YOUR INSTRUCTIONS: The answer should be a single number, the count of lines in this material that contain "base".

== Segment start ==

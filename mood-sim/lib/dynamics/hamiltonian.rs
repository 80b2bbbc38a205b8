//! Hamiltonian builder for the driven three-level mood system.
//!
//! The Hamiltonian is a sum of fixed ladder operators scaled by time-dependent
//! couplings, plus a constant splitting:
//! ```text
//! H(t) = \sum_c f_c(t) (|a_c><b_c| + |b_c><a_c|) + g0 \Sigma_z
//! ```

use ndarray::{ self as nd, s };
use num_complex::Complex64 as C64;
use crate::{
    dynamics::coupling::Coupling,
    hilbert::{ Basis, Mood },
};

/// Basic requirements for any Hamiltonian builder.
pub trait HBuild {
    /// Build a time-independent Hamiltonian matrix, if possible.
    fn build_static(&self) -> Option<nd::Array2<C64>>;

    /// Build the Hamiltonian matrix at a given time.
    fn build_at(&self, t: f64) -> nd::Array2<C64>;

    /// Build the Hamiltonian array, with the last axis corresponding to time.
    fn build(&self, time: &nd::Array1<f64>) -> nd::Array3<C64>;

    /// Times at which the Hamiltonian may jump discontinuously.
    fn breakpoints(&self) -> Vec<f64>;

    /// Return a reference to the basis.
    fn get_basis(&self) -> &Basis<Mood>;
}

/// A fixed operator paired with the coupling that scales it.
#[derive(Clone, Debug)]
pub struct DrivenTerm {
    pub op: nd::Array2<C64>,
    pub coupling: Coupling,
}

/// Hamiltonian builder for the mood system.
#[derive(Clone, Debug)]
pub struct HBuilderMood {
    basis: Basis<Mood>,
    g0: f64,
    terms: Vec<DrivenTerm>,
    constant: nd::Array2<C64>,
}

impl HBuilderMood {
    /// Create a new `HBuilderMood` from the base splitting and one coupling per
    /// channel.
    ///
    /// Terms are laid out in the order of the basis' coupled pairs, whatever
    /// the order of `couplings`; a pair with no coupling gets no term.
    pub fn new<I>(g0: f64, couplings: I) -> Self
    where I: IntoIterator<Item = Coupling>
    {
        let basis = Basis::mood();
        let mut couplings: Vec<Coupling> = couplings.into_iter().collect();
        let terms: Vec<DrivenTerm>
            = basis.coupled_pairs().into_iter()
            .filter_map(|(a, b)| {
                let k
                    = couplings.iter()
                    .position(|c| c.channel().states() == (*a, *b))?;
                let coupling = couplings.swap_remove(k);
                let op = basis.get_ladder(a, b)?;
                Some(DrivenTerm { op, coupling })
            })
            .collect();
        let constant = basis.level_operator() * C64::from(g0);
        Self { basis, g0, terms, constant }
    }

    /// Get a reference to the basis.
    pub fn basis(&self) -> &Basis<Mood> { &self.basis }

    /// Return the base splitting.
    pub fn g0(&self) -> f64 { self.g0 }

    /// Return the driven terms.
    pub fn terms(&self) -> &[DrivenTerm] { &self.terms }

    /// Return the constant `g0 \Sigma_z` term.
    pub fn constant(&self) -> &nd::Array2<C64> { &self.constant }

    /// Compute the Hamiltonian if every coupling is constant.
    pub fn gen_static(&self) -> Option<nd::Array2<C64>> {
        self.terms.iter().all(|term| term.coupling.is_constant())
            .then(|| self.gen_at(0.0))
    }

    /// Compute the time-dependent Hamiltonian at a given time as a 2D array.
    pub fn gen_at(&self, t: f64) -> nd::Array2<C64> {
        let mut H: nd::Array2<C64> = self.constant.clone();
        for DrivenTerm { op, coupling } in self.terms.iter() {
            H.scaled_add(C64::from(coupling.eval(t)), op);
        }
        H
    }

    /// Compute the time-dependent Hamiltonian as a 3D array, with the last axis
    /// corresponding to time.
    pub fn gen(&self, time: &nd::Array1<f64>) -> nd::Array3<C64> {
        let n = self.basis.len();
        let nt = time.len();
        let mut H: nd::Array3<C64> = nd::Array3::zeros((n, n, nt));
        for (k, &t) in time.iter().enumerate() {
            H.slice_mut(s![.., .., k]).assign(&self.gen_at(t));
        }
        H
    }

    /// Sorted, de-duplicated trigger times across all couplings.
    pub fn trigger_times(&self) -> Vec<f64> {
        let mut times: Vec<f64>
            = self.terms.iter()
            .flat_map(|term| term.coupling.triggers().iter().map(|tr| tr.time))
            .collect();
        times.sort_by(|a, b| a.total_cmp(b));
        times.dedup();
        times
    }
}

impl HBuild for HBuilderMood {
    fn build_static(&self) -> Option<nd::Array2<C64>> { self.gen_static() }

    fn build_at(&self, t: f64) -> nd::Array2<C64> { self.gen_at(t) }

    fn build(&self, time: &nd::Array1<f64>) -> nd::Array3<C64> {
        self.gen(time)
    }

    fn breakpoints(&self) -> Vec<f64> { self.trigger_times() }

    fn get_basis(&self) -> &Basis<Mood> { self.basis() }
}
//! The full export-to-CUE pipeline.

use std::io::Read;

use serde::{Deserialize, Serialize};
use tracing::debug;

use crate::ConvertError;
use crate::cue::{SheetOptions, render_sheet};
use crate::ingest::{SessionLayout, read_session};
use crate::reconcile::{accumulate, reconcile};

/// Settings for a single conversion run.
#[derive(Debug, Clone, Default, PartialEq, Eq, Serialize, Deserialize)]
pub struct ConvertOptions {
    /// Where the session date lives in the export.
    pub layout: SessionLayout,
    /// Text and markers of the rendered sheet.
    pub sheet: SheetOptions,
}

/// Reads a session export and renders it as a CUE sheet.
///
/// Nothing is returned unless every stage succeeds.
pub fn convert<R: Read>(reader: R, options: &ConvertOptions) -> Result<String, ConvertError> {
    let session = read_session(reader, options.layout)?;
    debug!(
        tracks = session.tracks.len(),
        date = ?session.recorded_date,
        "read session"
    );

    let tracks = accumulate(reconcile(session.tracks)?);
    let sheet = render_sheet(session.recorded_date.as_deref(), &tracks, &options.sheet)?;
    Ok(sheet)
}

== Segment end ==

ANSWER SECTION: 2